Earl Fee (born March 22, 1929) is a Canadian track and field athlete.

==Biography==
After being an above average high school and collegiate runner, Fee spent a career working as a nuclear engineer for the Atomic Energy of Canada Limited, otherwise known as CANDU. After a 33-year hiatus from competitive athletics, he joined his sons Curtis and Tyler in a running program. At age 56, he ran his first race in masters athletics.

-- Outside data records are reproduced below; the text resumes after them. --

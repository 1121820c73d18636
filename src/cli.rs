//! CLI argument parsing for rmap.

use clap::{Parser, Subcommand, ValueEnum};
use roadmap::{Complexity, Direction, Experience, LearningPreferences, LearningStyle, Motivation};
use std::path::PathBuf;

#[derive(Parser)]
#[command(
    name = "rmap",
    about = "Turn goals into task roadmaps and lay them out as dependency graphs",
    version = env!("GIT_DESCRIBE"),
    after_help = "Logs are written to: ~/.local/share/roadmap/logs/roadmap.log"
)]
pub struct Cli {
    /// Path to the config file (default: ./.roadmap.yml, then ~/.config/roadmap/roadmap.yml)
    #[arg(short, long, global = true)]
    pub config: Option<PathBuf>,

    /// Directory holding saved roadmaps (default: from config, else current directory)
    #[arg(short = 'd', long, global = true)]
    pub dir: Option<PathBuf>,

    /// Layout direction (TB or LR), overriding the config
    #[arg(long, global = true)]
    pub direction: Option<Direction>,

    #[command(subcommand)]
    pub command: Command,
}

#[derive(Subcommand)]
pub enum Command {
    /// Ask the service to break a goal into tasks
    Goal {
        /// Free-form goal
        text: String,

        #[arg(long, value_enum)]
        style: Option<StyleArg>,

        #[arg(long, value_enum)]
        complexity: Option<ComplexityArg>,

        #[arg(long, value_enum)]
        motivation: Option<MotivationArg>,

        #[arg(long, value_enum)]
        experience: Option<ExperienceArg>,

        /// Additional notes for the planner
        #[arg(long)]
        notes: Option<String>,

        /// Save the resulting roadmap under this title
        #[arg(short, long)]
        save: Option<String>,
    },

    /// Schedule coursework for the stored student roster
    Coursework {
        /// Save the resulting roadmap under this title
        #[arg(short, long)]
        save: Option<String>,
    },

    /// Manage the student roster
    Student {
        #[command(subcommand)]
        command: StudentCommand,
    },

    /// Manage saved roadmaps
    Saved {
        #[command(subcommand)]
        command: SavedCommand,
    },

    /// Normalize a stored service response and print its layout
    Render {
        /// JSON file holding a `result` object (or a whole `complete` frame)
        file: PathBuf,

        /// Task ids to show as completed
        #[arg(long, value_delimiter = ',')]
        done: Vec<String>,
    },
}

#[derive(Subcommand)]
pub enum StudentCommand {
    /// Add a student with default skill levels
    Add {
        name: String,
    },

    /// List the roster
    List,

    /// Remove a student (ids of later students shift down)
    Remove {
        /// Student id, e.g. S2
        id: String,
    },

    /// Set a numeric attribute: cognitivePower, availableHours or a skill name
    Set {
        /// Student id, e.g. S2
        id: String,

        attribute: String,

        value: f64,
    },
}

#[derive(Subcommand)]
pub enum SavedCommand {
    /// List saved roadmaps
    List,

    /// Show a saved roadmap and its layout
    Show {
        id: String,
    },

    /// Rename a saved roadmap
    Rename {
        id: String,

        title: String,
    },

    /// Delete a saved roadmap
    Delete {
        id: String,
    },
}

#[derive(Clone, Copy, ValueEnum)]
pub enum StyleArg {
    Practical,
    Theoretical,
}

#[derive(Clone, Copy, ValueEnum)]
pub enum ComplexityArg {
    Basic,
    Intermediate,
    Advanced,
}

#[derive(Clone, Copy, ValueEnum)]
pub enum MotivationArg {
    Low,
    Medium,
    High,
}

#[derive(Clone, Copy, ValueEnum)]
pub enum ExperienceArg {
    None,
    Beginner,
    Intermediate,
    Advanced,
}

/// Build learning preferences if any preference flag was given.
pub fn preferences(
    style: Option<StyleArg>,
    complexity: Option<ComplexityArg>,
    motivation: Option<MotivationArg>,
    experience: Option<ExperienceArg>,
    notes: Option<String>,
) -> Option<LearningPreferences> {
    if style.is_none() && complexity.is_none() && motivation.is_none() && experience.is_none() && notes.is_none() {
        return None;
    }

    let mut prefs = LearningPreferences::default();
    if let Some(style) = style {
        prefs.learning_style = match style {
            StyleArg::Practical => LearningStyle::Practical,
            StyleArg::Theoretical => LearningStyle::Theoretical,
        };
    }
    if let Some(complexity) = complexity {
        prefs.preferred_complexity = match complexity {
            ComplexityArg::Basic => Complexity::Basic,
            ComplexityArg::Intermediate => Complexity::Intermediate,
            ComplexityArg::Advanced => Complexity::Advanced,
        };
    }
    if let Some(motivation) = motivation {
        prefs.motivation = match motivation {
            MotivationArg::Low => Motivation::Low,
            MotivationArg::Medium => Motivation::Medium,
            MotivationArg::High => Motivation::High,
        };
    }
    if let Some(experience) = experience {
        prefs.prior_experience = match experience {
            ExperienceArg::None => Experience::None,
            ExperienceArg::Beginner => Experience::Beginner,
            ExperienceArg::Intermediate => Experience::Intermediate,
            ExperienceArg::Advanced => Experience::Advanced,
        };
    }
    prefs.additional_notes = notes.unwrap_or_default();
    Some(prefs)
}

Since then, he has set 60 age group world records including the still current records in the M80 and M85 200 metre hurdles, the M85, and M90 400 metres, and the M65, M70, M75, M80, M85, and M90 800 metres. He has in 2020 a total of 17 indoor and outdoor WMA age group records including an indoor M75 mile and a M75 4 × 400 m 80 world record.

In 2005 and 2019 the World Masters Athletics recognized him as the world master male athlete of the year. Fee is also the oldest athlete in the world to ever run the 400m under his age, based on his world record of 89.15 seconds at age 90 in 2020.

He has taken his literary skills and coaching knowledge to write The Complete Guide to Running: How to Be a Champion from 9 To 90, which was published in 2005 and again in 2007 due to popularity. In 2011 his large anti-aging book 100 Years Young the Natural Way -- Body Mind Spirit Training was released. In 2012, he released: a coloured book of poetry "The Wonder of it All", in 2019 his autobiography book " Earl Fee Is Running", and in 2020 another poetry book "Living with Spirit".